Supplied material
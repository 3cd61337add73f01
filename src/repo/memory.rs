//! Process-local store, used when no database is configured and in tests.

use anyhow::Result;
use async_trait::async_trait;
use chrono::{DateTime, Utc};
use tokio::sync::RwLock;

use super::{AlertRepository, BuildingRepository, PowerHistoryRepository};
use crate::domain::{Alert, AlertFilter, Building, PowerHistoryRecord};

#[derive(Default)]
pub struct MemoryStore {
    buildings: RwLock<Vec<Building>>,
    history: RwLock<Vec<PowerHistoryRecord>>,
    alerts: RwLock<Vec<Alert>>,
}

#[async_trait]
impl BuildingRepository for MemoryStore {
    async fn list(&self) -> Result<Vec<Building>> {
        Ok(self.buildings.read().await.clone())
    }

    async fn get(&self, id: &str) -> Result<Option<Building>> {
        Ok(self.buildings.read().await.iter().find(|b| b.id == id).cloned())
    }

    async fn upsert(&self, building: &Building) -> Result<()> {
        let mut buildings = self.buildings.write().await;
        match buildings.iter_mut().find(|b| b.id == building.id) {
            Some(existing) => *existing = building.clone(),
            None => buildings.push(building.clone()),
        }
        Ok(())
    }
}

#[async_trait]
impl PowerHistoryRepository for MemoryStore {
    async fn append(&self, record: &PowerHistoryRecord) -> Result<()> {
        self.history.write().await.push(record.clone());
        Ok(())
    }

    async fn recent(&self, building_id: &str, limit: usize) -> Result<Vec<PowerHistoryRecord>> {
        let history = self.history.read().await;
        let mut rows: Vec<_> = history
            .iter()
            .filter(|r| r.building_id == building_id)
            .cloned()
            .collect();
        rows.sort_by(|a, b| b.timestamp.cmp(&a.timestamp));
        rows.truncate(limit);
        Ok(rows)
    }
}

#[async_trait]
impl AlertRepository for MemoryStore {
    async fn insert(&self, alert: &Alert) -> Result<()> {
        self.alerts.write().await.push(alert.clone());
        Ok(())
    }

    async fn acknowledge(&self, id: &str, at: DateTime<Utc>) -> Result<bool> {
        let mut alerts = self.alerts.write().await;
        match alerts.iter_mut().find(|a| a.id == id) {
            Some(alert) => {
                if !alert.acknowledged {
                    alert.acknowledged = true;
                    alert.acknowledged_at = Some(at);
                }
                Ok(true)
            }
            None => Ok(false),
        }
    }

    async fn query(&self, filter: &AlertFilter, limit: usize) -> Result<Vec<Alert>> {
        let alerts = self.alerts.read().await;
        let mut rows: Vec<_> = alerts.iter().filter(|a| filter.matches(a)).cloned().collect();
        rows.sort_by(|a, b| b.timestamp.cmp(&a.timestamp));
        rows.truncate(limit);
        Ok(rows)
    }
}
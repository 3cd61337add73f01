use axum::{
    http::StatusCode,
    response::{IntoResponse, Response},
    Json,
};
use serde::Serialize;
use thiserror::Error;

use crate::controller::AnalysisError;

/// API error types that can be returned from handlers
#[derive(Debug, Error)]
pub enum ApiError {
    #[error("Resource not found: {0}")]
    NotFound(String),

    #[error("Bad request: {0}")]
    BadRequest(String),

    #[error("Validation error: {0}")]
    ValidationError(String),

    #[error("Unauthorized")]
    Unauthorized,

    #[error("Storage error: {0}")]
    StorageError(String),
}

/// Error response that gets serialized to JSON
#[derive(Debug, Serialize)]
struct ErrorResponse {
    success: bool,
    error: String,
    message: String,
}

impl ApiError {
    fn status_code(&self) -> StatusCode {
        match self {
            ApiError::NotFound(_) => StatusCode::NOT_FOUND,
            ApiError::BadRequest(_) | ApiError::ValidationError(_) => StatusCode::BAD_REQUEST,
            ApiError::Unauthorized => StatusCode::UNAUTHORIZED,
            ApiError::StorageError(_) => StatusCode::INTERNAL_SERVER_ERROR,
        }
    }

    fn error_type(&self) -> &'static str {
        match self {
            ApiError::NotFound(_) => "NotFound",
            ApiError::BadRequest(_) => "BadRequest",
            ApiError::ValidationError(_) => "ValidationError",
            ApiError::Unauthorized => "Unauthorized",
            ApiError::StorageError(_) => "StorageError",
        }
    }
}

impl IntoResponse for ApiError {
    fn into_response(self) -> Response {
        let status = self.status_code();
        let error_type = self.error_type();

        let message = match &self {
            ApiError::StorageError(_) => {
                tracing::error!(error = %self, "API error occurred");
                "An internal error occurred".to_string()
            }
            _ => {
                tracing::debug!(error = %self, "Client error");
                self.to_string()
            }
        };

        let body = ErrorResponse {
            success: false,
            error: error_type.to_string(),
            message,
        };

        (status, Json(body)).into_response()
    }
}

impl From<anyhow::Error> for ApiError {
    fn from(error: anyhow::Error) -> Self {
        ApiError::StorageError(format!("{error:#}"))
    }
}

impl From<AnalysisError> for ApiError {
    fn from(error: AnalysisError) -> Self {
        match error {
            AnalysisError::Storage(e) => ApiError::StorageError(format!("{e:#}")),
            e @ AnalysisError::InvalidBuilding { .. } => ApiError::BadRequest(e.to_string()),
        }
    }
}

impl From<validator::ValidationErrors> for ApiError {
    fn from(errors: validator::ValidationErrors) -> Self {
        ApiError::ValidationError(errors.to_string())
    }
}
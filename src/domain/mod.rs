pub mod alert;
pub mod building;
pub mod power;
pub mod weather;

pub use alert::*;
pub use building::*;
pub use power::*;
pub use weather::*;
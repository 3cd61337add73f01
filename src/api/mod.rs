pub mod alerts;
pub mod analysis;
pub mod buildings;
pub mod error;
pub mod health;
pub mod response;
pub mod v1;
pub mod weather;

use axum::{http::StatusCode, Router};
use std::time::Duration;
use tower::ServiceBuilder;
use tower_http::{cors::CorsLayer, timeout::TimeoutLayer, trace::TraceLayer};

use crate::{config::Config, controller::AppState};

pub fn router(state: AppState, cfg: &Config) -> Router {
    let mut router = Router::new().nest("/api/v1", v1::router(state));

    if cfg.server.enable_cors {
        let cors = CorsLayer::new()
            .allow_origin(tower_http::cors::Any)
            .allow_methods([axum::http::Method::GET, axum::http::Method::POST])
            .allow_headers([
                axum::http::header::AUTHORIZATION,
                axum::http::header::CONTENT_TYPE,
            ]);
        router = router.layer(cors);
    }

    router
        .layer(
            ServiceBuilder::new()
                .layer(axum::extract::DefaultBodyLimit::max(64 * 1024))
                .layer(request_timeout(cfg)),
        )
        .layer(TraceLayer::new_for_http())
}

/// Requests running past `server.request_timeout_secs` get a 408.
fn request_timeout(cfg: &Config) -> TimeoutLayer {
    TimeoutLayer::with_status_code(
        StatusCode::REQUEST_TIMEOUT,
        Duration::from_secs(cfg.server.request_timeout_secs.max(1)),
    )
}

#[cfg(feature = "metrics")]
pub fn with_metrics(app: Router, state: &AppState) -> Router {
    use axum_prometheus::PrometheusMetricLayer;
    let (layer, handle) = PrometheusMetricLayer::pair();

    let metrics_router = Router::new()
        .route("/metrics", axum::routing::get(move || async move { handle.render() }))
        .route_layer(axum::middleware::from_fn_with_state(
            state.auth_token.clone(),
            crate::auth::require_bearer,
        ));

    app.layer(layer).merge(metrics_router)
}

#[cfg(test)]
mod tests {
    use super::*;
    use axum::{body::Body, http::Request, routing::get};
    use tower::ServiceExt;

    #[tokio::test(start_paused = true)]
    async fn test_slow_request_times_out() {
        let app = Router::new()
            .route(
                "/slow",
                get(|| async {
                    tokio::time::sleep(Duration::from_secs(3600)).await;
                    "done"
                }),
            )
            .layer(request_timeout(&Config::default()));

        let response = app
            .oneshot(Request::builder().uri("/slow").body(Body::empty()).unwrap())
            .await
            .unwrap();
        assert_eq!(response.status(), StatusCode::REQUEST_TIMEOUT);
    }
}
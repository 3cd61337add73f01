use std::sync::Arc;
use std::time::Duration;
use tracing::{debug, warn};

use super::inference::{InferenceProvider, InferenceRequest};
use crate::domain::{HistoricalObservation, Prediction, PredictionFactors, PredictionSource, WeatherSnapshot};
use crate::simulation::solar::{cloud_derate, humidity_derate, temperature_derate};

/// Reference irradiance for a fully lit panel.
pub const PEAK_IRRADIANCE_WM2: f64 = 1000.0;
/// Share of the external estimate in a blended prediction.
pub const EXTERNAL_WEIGHT: f64 = 0.7;
/// Confidence ceiling when only the physical model ran.
pub const FALLBACK_CONFIDENCE_CAP: f64 = 0.6;
/// History needed before confidence gets a boost.
pub const RICH_HISTORY_LEN: usize = 10;

/// Irradiance guess from cloud cover and UV index.
pub fn estimate_irradiance(weather: &WeatherSnapshot) -> f64 {
    let cloud_reduction = weather.cloud_cover_percent / 100.0;
    let uv_factor = (weather.uv_index / 10.0).min(1.0);
    PEAK_IRRADIANCE_WM2 * (1.0 - cloud_reduction * 0.8) * uv_factor
}

pub fn physical_factors(weather: &WeatherSnapshot) -> PredictionFactors {
    let irradiance = weather
        .solar_irradiance_wm2
        .unwrap_or_else(|| estimate_irradiance(weather));
    PredictionFactors {
        temperature: temperature_derate(weather.temperature_c, 0.3),
        cloudiness: cloud_derate(weather.cloud_cover_percent),
        humidity: humidity_derate(weather.humidity_percent),
        solar_radiation: (irradiance / PEAK_IRRADIANCE_WM2).min(1.0),
    }
}

/// Base 0.7, +0.2 with rich history, -0.2 in extreme weather, kept in [0.3, 0.95].
pub fn confidence(weather: &WeatherSnapshot, history_len: usize) -> f64 {
    let mut confidence: f64 = 0.7;
    if history_len >= RICH_HISTORY_LEN {
        confidence += 0.2;
    }
    if weather.is_extreme() {
        confidence -= 0.2;
    }
    confidence.clamp(0.3, 0.95)
}

/// Expected-output model: physical sub-factors, optionally blended with an
/// external estimate.
pub struct OutputPredictor {
    inference: Option<Arc<dyn InferenceProvider>>,
    timeout: Duration,
}

impl OutputPredictor {
    /// Physical model only.
    pub fn physical() -> Self {
        Self {
            inference: None,
            timeout: Duration::from_secs(5),
        }
    }

    pub fn with_inference(inference: Arc<dyn InferenceProvider>, timeout: Duration) -> Self {
        Self {
            inference: Some(inference),
            timeout,
        }
    }

    pub fn has_inference(&self) -> bool {
        self.inference.is_some()
    }

    /// Never fails: an unavailable external estimate falls back to the physical model.
    pub async fn predict(
        &self,
        weather: &WeatherSnapshot,
        capacity_kw: f64,
        history: &[HistoricalObservation],
    ) -> Prediction {
        let factors = physical_factors(weather);
        let traditional_kw = capacity_kw * factors.product();
        let confidence = confidence(weather, history.len());

        match self.external_estimate(weather, capacity_kw, history).await {
            Some(external_kw) => Prediction {
                predicted_kw: (external_kw * EXTERNAL_WEIGHT + traditional_kw * (1.0 - EXTERNAL_WEIGHT)).max(0.0),
                confidence,
                factors,
                source: PredictionSource::Blended,
            },
            None => Prediction {
                predicted_kw: traditional_kw.max(0.0),
                confidence: confidence.min(FALLBACK_CONFIDENCE_CAP),
                factors,
                source: PredictionSource::Physical,
            },
        }
    }

    async fn external_estimate(
        &self,
        weather: &WeatherSnapshot,
        capacity_kw: f64,
        history: &[HistoricalObservation],
    ) -> Option<f64> {
        let inference = self.inference.as_ref()?;
        let request = InferenceRequest::new(*weather, capacity_kw, history);

        match tokio::time::timeout(self.timeout, inference.estimate_kw(&request)).await {
            Ok(Ok(kw)) => {
                debug!(external_kw = kw, "external estimate available");
                Some(kw)
            }
            Ok(Err(e)) => {
                warn!(error = %e, "external estimate failed, using physical model");
                None
            }
            Err(_) => {
                warn!(timeout_ms = self.timeout.as_millis() as u64, "external estimate timed out, using physical model");
                None
            }
        }
    }
}
//! # Solar Output Simulation
//!
//! Produces a plausible "measured" output for a building from its nameplate
//! capacity, the hour of day and current weather, modelling the losses a real
//! installation sees: weather, equipment condition, maintenance state and
//! measurement noise.

use chrono::{DateTime, Duration, FixedOffset, Offset, Timelike, Utc};
use rand::Rng;

use super::equipment::{self, MAINTENANCE_EPOCH_HOURS};
use crate::domain::{SimulationFactors, SimulationResult, WeatherSnapshot};

/// First and last hour with any generation.
pub const DAYLIGHT_START_HOUR: f64 = 6.0;
pub const DAYLIGHT_END_HOUR: f64 = 18.0;
const PEAK_HOUR: f64 = 12.0;
/// Hours of significant generation; the bell's sigma is `WIDTH / 2.5`.
const CURVE_WIDTH_HOURS: f64 = 6.0;

/// Weather multiplier used when no weather is known at all.
pub const NEUTRAL_WEATHER_IMPACT: f64 = 0.8;
pub const MIN_WEATHER_IMPACT: f64 = 0.1;
pub const MAX_WEATHER_IMPACT: f64 = 1.05;

/// Daylight generation curve in kW: zero outside 06..=18, `capacity` at noon.
pub fn solar_curve(hour: f64, capacity_kw: f64) -> f64 {
    if !(DAYLIGHT_START_HOUR..=DAYLIGHT_END_HOUR).contains(&hour) {
        return 0.0;
    }
    let sigma = CURVE_WIDTH_HOURS / 2.5;
    let curve = (-(hour - PEAK_HOUR).powi(2) / (2.0 * sigma.powi(2))).exp();
    capacity_kw * curve
}

/// Loss above 25 °C at 0.4 %/°C, never below `floor`.
pub fn temperature_derate(temperature_c: f64, floor: f64) -> f64 {
    if temperature_c <= 25.0 {
        return 1.0;
    }
    (1.0 - (temperature_c - 25.0) * 0.004).max(floor)
}

/// 0 % clouds lose nothing, 100 % lose 80 %.
pub fn cloud_derate(cloud_cover_percent: f64) -> f64 {
    (1.0 - (cloud_cover_percent / 100.0) * 0.8).max(0.2)
}

/// Up to 15 % loss as humidity climbs from 60 % to 100 %.
pub fn humidity_derate(humidity_percent: f64) -> f64 {
    if humidity_percent <= 60.0 {
        return 1.0;
    }
    (1.0 - ((humidity_percent - 60.0) / 100.0) * 0.15).max(0.85)
}

/// Combined weather multiplier, always within [0.1, 1.05].
pub fn weather_impact(weather: Option<&WeatherSnapshot>) -> f64 {
    let Some(w) = weather else {
        return NEUTRAL_WEATHER_IMPACT;
    };

    let mut impact = 1.0;
    impact *= temperature_derate(w.temperature_c, 0.7);
    impact *= cloud_derate(w.cloud_cover_percent);
    impact *= humidity_derate(w.humidity_percent);
    // wind cools the panels
    impact *= (1.0 + w.wind_speed_ms * 0.01).min(1.05);

    if impact.is_nan() {
        return NEUTRAL_WEATHER_IMPACT;
    }
    impact.clamp(MIN_WEATHER_IMPACT, MAX_WEATHER_IMPACT)
}

/// Simulates measured output for buildings.
#[derive(Debug, Clone)]
pub struct PowerSimulator {
    utc_offset: FixedOffset,
    maintenance_epoch: Duration,
}

impl Default for PowerSimulator {
    fn default() -> Self {
        Self::new(Utc.fix())
    }
}

impl PowerSimulator {
    /// `utc_offset` is the fleet's local time, used to pick the solar hour.
    pub fn new(utc_offset: FixedOffset) -> Self {
        Self {
            utc_offset,
            maintenance_epoch: Duration::hours(MAINTENANCE_EPOCH_HOURS),
        }
    }

    pub fn local_hour(&self, at: DateTime<Utc>) -> f64 {
        f64::from(at.with_timezone(&self.utc_offset).hour())
    }

    /// Simulate with fresh measurement noise.
    pub fn simulate(
        &self,
        building_id: &str,
        capacity_kw: f64,
        weather: Option<&WeatherSnapshot>,
        at: DateTime<Utc>,
    ) -> SimulationResult {
        self.simulate_with_rng(building_id, capacity_kw, weather, at, &mut rand::thread_rng())
    }

    pub fn simulate_with_rng<R: Rng + ?Sized>(
        &self,
        building_id: &str,
        capacity_kw: f64,
        weather: Option<&WeatherSnapshot>,
        at: DateTime<Utc>,
        rng: &mut R,
    ) -> SimulationResult {
        let base_generation_kw = solar_curve(self.local_hour(at), capacity_kw);
        let weather_impact = weather_impact(weather);
        let equipment_status = equipment::equipment_status(building_id);
        let equipment_efficiency = equipment_status.efficiency();
        let maintenance_status =
            equipment::maintenance_status(building_id, at, self.maintenance_epoch);
        let random_variation = rng.gen_range(0.95..=1.05);

        let actual_kw = (base_generation_kw
            * weather_impact
            * equipment_efficiency
            * maintenance_status
            * random_variation)
            .max(0.0);

        SimulationResult {
            building_id: building_id.to_string(),
            timestamp: at,
            actual_kw,
            factors: SimulationFactors {
                base_generation_kw,
                weather_impact,
                equipment_efficiency,
                maintenance_status,
                random_variation,
            },
            equipment_status,
        }
    }
}
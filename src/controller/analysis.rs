//! Batch analysis across the fleet.
//!
//! Per building: weather lookup, history fetch, prediction and simulation,
//! alert check, then persistence of the building, a history row and any new
//! alert. A bad building is reported in the batch result and the rest carry
//! on. A storage failure ends the batch, and an alert raised in that cycle
//! is retracted from the engine so the next batch can raise it again.

use chrono::{DateTime, Utc};
use futures::{stream, StreamExt, TryStreamExt};
use serde::Serialize;
use std::sync::Arc;
use thiserror::Error;
use tracing::{info, instrument, warn};

use super::alerts::AlertEngine;
use crate::domain::{
    Alert, AlertFactors, AlertStats, AlertSummary, Building, BuildingStatus, EquipmentStatus,
    HistoricalObservation, PowerHistoryRecord, PredictionFactors, PredictionSource,
    SimulationFactors, WeatherSnapshot,
};
use crate::forecast::{OutputPredictor, WeatherProvider};
use crate::repo::Repositories;
use crate::simulation::PowerSimulator;

#[derive(Debug, Error)]
pub enum AnalysisError {
    #[error("storage failure: {0:#}")]
    Storage(#[from] anyhow::Error),
    #[error("building {building_id} cannot be analyzed: {reason}")]
    InvalidBuilding { building_id: String, reason: String },
}

#[derive(Debug, Clone)]
pub struct AnalysisSettings {
    /// History rows fed to the predictor per building.
    pub history_limit: usize,
    /// Buildings analyzed at once.
    pub max_concurrency: usize,
}

impl Default for AnalysisSettings {
    fn default() -> Self {
        Self {
            history_limit: 50,
            max_concurrency: 1,
        }
    }
}

#[derive(Debug, Clone, Serialize)]
pub struct BuildingAnalysis {
    pub building_id: String,
    pub building_name: String,
    pub actual_kw: f64,
    pub predicted_kw: f64,
    pub difference: f64,
    pub efficiency: f64,
    pub status: BuildingStatus,
    pub confidence: f64,
    pub prediction_source: PredictionSource,
    pub simulation_factors: SimulationFactors,
    pub prediction_factors: PredictionFactors,
    pub equipment_status: EquipmentStatus,
    pub weather: WeatherSnapshot,
    /// False when the provider had nothing and fallback weather was used.
    pub weather_available: bool,
    pub alert: Option<AlertSummary>,
}

#[derive(Debug, Clone, Serialize)]
pub struct BuildingFailure {
    pub building_id: String,
    pub building_name: String,
    pub error: String,
}

#[derive(Debug, Clone, Serialize)]
#[serde(untagged)]
pub enum BuildingOutcome {
    Analyzed(BuildingAnalysis),
    Failed(BuildingFailure),
}

impl BuildingOutcome {
    pub fn is_analyzed(&self) -> bool {
        matches!(self, BuildingOutcome::Analyzed(_))
    }

    pub fn building_id(&self) -> &str {
        match self {
            BuildingOutcome::Analyzed(a) => &a.building_id,
            BuildingOutcome::Failed(f) => &f.building_id,
        }
    }
}

#[derive(Debug, Clone, Serialize)]
pub struct AnalysisReport {
    pub success: bool,
    pub timestamp: DateTime<Utc>,
    pub results: Vec<BuildingOutcome>,
    pub alert_stats: AlertStats,
    pub total_buildings: usize,
    pub processed_buildings: usize,
}

pub struct AnalysisOrchestrator {
    weather: Arc<dyn WeatherProvider>,
    predictor: Arc<OutputPredictor>,
    simulator: PowerSimulator,
    alerts: Arc<AlertEngine>,
    repos: Repositories,
    settings: AnalysisSettings,
}

impl AnalysisOrchestrator {
    pub fn new(
        weather: Arc<dyn WeatherProvider>,
        predictor: Arc<OutputPredictor>,
        simulator: PowerSimulator,
        alerts: Arc<AlertEngine>,
        repos: Repositories,
        settings: AnalysisSettings,
    ) -> Self {
        Self {
            weather,
            predictor,
            simulator,
            alerts,
            repos,
            settings,
        }
    }

    pub fn alerts(&self) -> &Arc<AlertEngine> {
        &self.alerts
    }

    /// Analyze every stored building.
    pub async fn run_batch(&self) -> Result<AnalysisReport, AnalysisError> {
        self.run_batch_at(Utc::now()).await
    }

    #[instrument(skip(self), fields(buildings = tracing::field::Empty))]
    pub async fn run_batch_at(&self, now: DateTime<Utc>) -> Result<AnalysisReport, AnalysisError> {
        let buildings = self.repos.buildings.list().await?;
        tracing::Span::current().record("buildings", buildings.len());
        let total_buildings = buildings.len();

        let results: Vec<BuildingOutcome> = stream::iter(buildings)
            .map(|building| self.analyze_isolated(building, now))
            .buffered(self.settings.max_concurrency.max(1))
            .try_collect()
            .await?;

        let processed_buildings = results.iter().filter(|r| r.is_analyzed()).count();
        let alert_stats = self.alerts.stats();
        info!(
            total_buildings,
            processed_buildings,
            unacknowledged_alerts = alert_stats.unacknowledged,
            "analysis batch complete"
        );

        Ok(AnalysisReport {
            success: true,
            timestamp: now,
            results,
            alert_stats,
            total_buildings,
            processed_buildings,
        })
    }

    /// Per-building errors become a `Failed` entry; storage errors propagate.
    async fn analyze_isolated(
        &self,
        building: Building,
        now: DateTime<Utc>,
    ) -> Result<BuildingOutcome, AnalysisError> {
        let building_id = building.id.clone();
        let building_name = building.name.clone();
        match self.analyze_building(building, now).await {
            Ok(analysis) => Ok(BuildingOutcome::Analyzed(analysis)),
            Err(e @ AnalysisError::InvalidBuilding { .. }) => {
                warn!(building_id = %building_id, error = %e, "building analysis failed");
                Ok(BuildingOutcome::Failed(BuildingFailure {
                    building_id,
                    building_name,
                    error: e.to_string(),
                }))
            }
            Err(e) => Err(e),
        }
    }

    #[instrument(skip(self, building, now), fields(building_id = %building.id))]
    async fn analyze_building(
        &self,
        mut building: Building,
        now: DateTime<Utc>,
    ) -> Result<BuildingAnalysis, AnalysisError> {
        validate(&building)?;

        let reported = self.weather.current(&building.city).await;
        if reported.is_none() {
            warn!(city = %building.city, "weather unavailable, using fallback conditions");
        }
        let weather = reported.unwrap_or_else(WeatherSnapshot::fallback);

        let observations: Vec<HistoricalObservation> = self
            .repos
            .history
            .recent(&building.id, self.settings.history_limit)
            .await?
            .iter()
            .map(PowerHistoryRecord::observation)
            .collect();

        let simulation = self
            .simulator
            .simulate(&building.id, building.capacity_kw, reported.as_ref(), now);
        let prediction = self
            .predictor
            .predict(&weather, building.capacity_kw, &observations)
            .await;

        let alert = self.alerts.analyze_at(
            now,
            &building.id,
            &building.name,
            simulation.actual_kw,
            prediction.predicted_kw,
            Some(AlertFactors::new(&simulation.factors, Some(prediction.factors))),
        );

        building.record_cycle(simulation.actual_kw, prediction.predicted_kw, now);
        let record = PowerHistoryRecord {
            building_id: building.id.clone(),
            building_name: building.name.clone(),
            timestamp: now,
            actual_kw: simulation.actual_kw,
            predicted_kw: prediction.predicted_kw,
            weather,
            factors: simulation.factors,
            equipment_status: simulation.equipment_status,
            prediction,
        };
        if let Err(e) = self.persist_cycle(&building, &record, alert.as_ref()).await {
            if let Some(alert) = &alert {
                self.alerts.retract(&alert.id);
            }
            return Err(e.into());
        }

        Ok(BuildingAnalysis {
            efficiency: building.efficiency(),
            status: building.status(),
            difference: simulation.actual_kw - prediction.predicted_kw,
            building_id: building.id,
            building_name: building.name,
            actual_kw: simulation.actual_kw,
            predicted_kw: prediction.predicted_kw,
            confidence: prediction.confidence,
            prediction_source: prediction.source,
            simulation_factors: simulation.factors,
            prediction_factors: prediction.factors,
            equipment_status: simulation.equipment_status,
            weather,
            weather_available: reported.is_some(),
            alert: alert.as_ref().map(|a| a.summary()),
        })
    }

    /// Building, history row, then the alert. An alert only stays in the
    /// engine's log once it has been stored.
    async fn persist_cycle(
        &self,
        building: &Building,
        record: &PowerHistoryRecord,
        alert: Option<&Alert>,
    ) -> anyhow::Result<()> {
        self.repos.buildings.upsert(building).await?;
        self.repos.history.append(record).await?;
        if let Some(alert) = alert {
            self.repos.alerts.insert(alert).await?;
        }
        Ok(())
    }
}

fn validate(building: &Building) -> Result<(), AnalysisError> {
    if !building.capacity_kw.is_finite() || building.capacity_kw <= 0.0 {
        return Err(AnalysisError::InvalidBuilding {
            building_id: building.id.clone(),
            reason: format!("capacity must be positive, got {}", building.capacity_kw),
        });
    }
    if building.city.trim().is_empty() {
        return Err(AnalysisError::InvalidBuilding {
            building_id: building.id.clone(),
            reason: "city is empty".to_string(),
        });
    }
    Ok(())
}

Problem statement
Starting at the top of the data above, repeat every line exactly until the line containing "async fn get(&self, id: &str)" has been given, then stop.

Problem solution
repository 3cd61337add73f01
filename src/repo/memory.rs
//! Process-local store, used when no database is configured and in tests.

use anyhow::Result;
use async_trait::async_trait;
use chrono::{DateTime, Utc};
use tokio::sync::RwLock;

use super::{AlertRepository, BuildingRepository, PowerHistoryRepository};
use crate::domain::{Alert, AlertFilter, Building, PowerHistoryRecord};

#[derive(Default)]
pub struct MemoryStore {
    buildings: RwLock<Vec<Building>>,
    history: RwLock<Vec<PowerHistoryRecord>>,
    alerts: RwLock<Vec<Alert>>,
}

#[async_trait]
impl BuildingRepository for MemoryStore {
    async fn list(&self) -> Result<Vec<Building>> {
        Ok(self.buildings.read().await.clone())
    }

    async fn get(&self, id: &str) -> Result<Option<Building>> {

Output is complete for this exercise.